» ABOUT THIS TASK
Within the entries below, every line containing "Option" is to be copied.

Recorded data:

::::

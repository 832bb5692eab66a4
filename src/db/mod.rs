pub mod models;
pub mod writer;

pub use writer::{DbWriter, TradeDb, TradeSource};
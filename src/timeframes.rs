use serde::{Deserialize, Serialize};

use crate::error::{AppError, Result};

const MARKET_SLUG_PREFIX: &str = "btc-updown-";
const SERIES_SLUG_PREFIX: &str = "btc-up-or-down-";

#[derive(Debug, Clone, Copy, PartialEq, Eq, Hash, PartialOrd, Ord, Serialize, Deserialize)]
pub enum Timeframe {
    #[serde(rename = "5m")]
    M5,
    #[serde(rename = "15m")]
    M15,
    #[serde(rename = "1h")]
    H1,
    #[serde(rename = "4h")]
    H4,
}

impl Timeframe {
    /// Canonical order. Also the default set.
    pub const ALL: [Timeframe; 4] = [Timeframe::M5, Timeframe::M15, Timeframe::H1, Timeframe::H4];

    pub fn as_str(self) -> &'static str {
        match self {
            Timeframe::M5 => "5m",
            Timeframe::M15 => "15m",
            Timeframe::H1 => "1h",
            Timeframe::H4 => "4h",
        }
    }

    /// Accepts the canonical names plus the aliases seen in slugs and configs.
    pub fn parse(value: &str) -> Option<Self> {
        match value.trim().to_ascii_lowercase().as_str() {
            "5m" => Some(Timeframe::M5),
            "15m" => Some(Timeframe::M15),
            "1h" | "60m" | "hourly" => Some(Timeframe::H1),
            "4h" | "4hour" | "240m" => Some(Timeframe::H4),
            _ => None,
        }
    }
}

impl std::fmt::Display for Timeframe {
    fn fmt(&self, f: &mut std::fmt::Formatter<'_>) -> std::fmt::Result {
        write!(f, "{}", self.as_str())
    }
}

/// De-duplicated and returned in canonical order. Empty input means every timeframe.
pub fn parse_timeframes_csv(raw: Option<&str>) -> Result<Vec<Timeframe>> {
    let Some(raw) = raw.filter(|r| !r.trim().is_empty()) else {
        return Ok(Timeframe::ALL.to_vec());
    };

    let mut picked = Vec::new();
    for item in raw.split(',').map(str::trim).filter(|s| !s.is_empty()) {
        let tf = Timeframe::parse(item).ok_or_else(|| {
            AppError::Config(format!(
                "Unsupported timeframe '{item}'. Supported: 5m, 15m, 1h, 4h"
            ))
        })?;
        if !picked.contains(&tf) {
            picked.push(tf);
        }
    }
    if picked.is_empty() {
        return Err(AppError::Config("At least one timeframe is required".to_string()));
    }
    picked.sort();
    Ok(picked)
}

/// `btc-updown-5m-1771211700` → `(5m, 1771211700)`.
pub fn parse_market_slug(slug: &str) -> Option<(Timeframe, u64)> {
    let rest = slug.strip_prefix(MARKET_SLUG_PREFIX)?;
    let (tf, ts) = rest.split_once('-')?;
    if !is_slug_token(tf) || ts.is_empty() || !ts.bytes().all(|b| b.is_ascii_digit()) {
        return None;
    }
    Some((Timeframe::parse(tf)?, ts.parse().ok()?))
}

/// `btc-up-or-down-15m` → `15m`.
pub fn parse_series_slug(series_slug: &str) -> Option<Timeframe> {
    let tf = series_slug.strip_prefix(SERIES_SLUG_PREFIX)?;
    if !is_slug_token(tf) {
        return None;
    }
    Timeframe::parse(tf)
}

fn is_slug_token(s: &str) -> bool {
    !s.is_empty() && s.bytes().all(|b| b.is_ascii_lowercase() || b.is_ascii_digit())
}

/// Matches a Gamma market object against the enabled timeframes.
///
/// The slug timeframe must be enabled and at least one attached event must carry a
/// series slug of the same timeframe. Markets with a disagreeing or missing series are
/// rejected.
pub fn match_updown_market(
    market: &serde_json::Value,
    enabled: &[Timeframe],
) -> Option<(Timeframe, u64)> {
    let slug = market.get("slug")?.as_str()?.to_ascii_lowercase();
    let (slug_tf, window_start_ts) = parse_market_slug(&slug)?;
    if !enabled.contains(&slug_tf) {
        return None;
    }

    let series_agrees = market
        .get("events")
        .and_then(|e| e.as_array())
        .map(|events| {
            events.iter().any(|event| {
                event
                    .get("seriesSlug")
                    .and_then(|s| s.as_str())
                    .and_then(|s| parse_series_slug(&s.to_ascii_lowercase()))
                    == Some(slug_tf)
            })
        })
        .unwrap_or(false);

    series_agrees.then_some((slug_tf, window_start_ts))
}

/// File-name suffix for a timeframe selection.
pub fn file_suffix(enabled: &[Timeframe]) -> String {
    let ordered: Vec<Timeframe> = Timeframe::ALL
        .iter()
        .copied()
        .filter(|tf| enabled.contains(tf))
        .collect();
    if ordered == [Timeframe::M5] {
        return "5m".to_string();
    }
    if ordered == Timeframe::ALL {
        return "all_timeframes".to_string();
    }
    ordered.iter().map(|tf| tf.as_str()).collect::<Vec<_>>().join("_")
}

#[cfg(test)]
mod tests {
    use super::*;
    use serde_json::json;

    fn gamma_market(slug: &str, series: &str) -> serde_json::Value {
        json!({ "slug": slug, "events": [{ "id": "1", "seriesSlug": series }] })
    }

    #[test]
    fn aliases_normalize() {
        assert_eq!(Timeframe::parse("60m"), Some(Timeframe::H1));
        assert_eq!(Timeframe::parse(" Hourly "), Some(Timeframe::H1));
        assert_eq!(Timeframe::parse("240m"), Some(Timeframe::H4));
        assert_eq!(Timeframe::parse("4hour"), Some(Timeframe::H4));
        assert_eq!(Timeframe::parse("1d"), None);
    }

    #[test]
    fn csv_dedupes_and_orders() {
        let tfs = parse_timeframes_csv(Some("4h, 5m,60m,1h")).unwrap();
        assert_eq!(tfs, vec![Timeframe::M5, Timeframe::H1, Timeframe::H4]);
        assert_eq!(parse_timeframes_csv(None).unwrap(), Timeframe::ALL.to_vec());
        assert_eq!(parse_timeframes_csv(Some("  ")).unwrap(), Timeframe::ALL.to_vec());
        assert!(parse_timeframes_csv(Some("5m,2m")).is_err());
        assert!(parse_timeframes_csv(Some(",")).is_err());
    }

    #[test]
    fn matches_when_slug_and_series_agree() {
        let m = gamma_market("btc-updown-15m-1771211700", "btc-up-or-down-15m");
        assert_eq!(
            match_updown_market(&m, &Timeframe::ALL),
            Some((Timeframe::M15, 1771211700))
        );
    }

    #[test]
    fn rejects_series_timeframe_mismatch() {
        let m = gamma_market("btc-updown-5m-1771211700", "btc-up-or-down-15m");
        assert_eq!(match_updown_market(&m, &Timeframe::ALL), None);
    }

    #[test]
    fn rejects_missing_series_and_disabled_timeframe() {
        let m = json!({ "slug": "btc-updown-5m-1771211700", "events": [] });
        assert_eq!(match_updown_market(&m, &Timeframe::ALL), None);

        let m = gamma_market("btc-updown-1h-1771210800", "btc-up-or-down-1h");
        assert_eq!(match_updown_market(&m, &[Timeframe::M5]), None);
    }

    #[test]
    fn rejects_malformed_slugs() {
        assert_eq!(parse_market_slug("btc-updown-5m-"), None);
        assert_eq!(parse_market_slug("btc-updown-5m-12a"), None);
        assert_eq!(parse_market_slug("eth-updown-5m-1771211700"), None);
        assert_eq!(parse_market_slug("btc-updown-5m-17-71"), None);
    }

    #[test]
    fn file_suffixes() {
        assert_eq!(file_suffix(&[Timeframe::M5]), "5m");
        assert_eq!(file_suffix(&Timeframe::ALL), "all_timeframes");
        assert_eq!(file_suffix(&[Timeframe::H1, Timeframe::M5]), "5m_1h");
    }
}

::::

» SOLUTION FOR THIS PROBLEM
    pub fn parse(value: &str) -> Option<Self> {
pub fn parse_timeframes_csv(raw: Option<&str>) -> Result<Vec<Timeframe>> {
pub fn parse_market_slug(slug: &str) -> Option<(Timeframe, u64)> {
pub fn parse_series_slug(series_slug: &str) -> Option<Timeframe> {
) -> Option<(Timeframe, u64)> {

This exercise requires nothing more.